_TASK OBJECTIVE_
State how many lines in the entries below include the string "Json", and give nothing beyond that number.

DATA PROVIDED below:

use axum::http::StatusCode;
use axum::response::IntoResponse;
use axum::Json;
use serde::Serialize;

pub enum Response<T: Serialize> {
    OK(T),
    Created(T),
}

impl<T: Serialize> IntoResponse for Response<T> {
    fn into_response(self) -> axum::response::Response {
        match self {
            Response::OK(body) => (StatusCode::OK, Json(body)).into_response(),
            Response::Created(body) => (StatusCode::CREATED, Json(body)).into_response(),
        }
    }
}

End of DATA PROVIDED.

_SOLUTION FOR THIS TASK_
3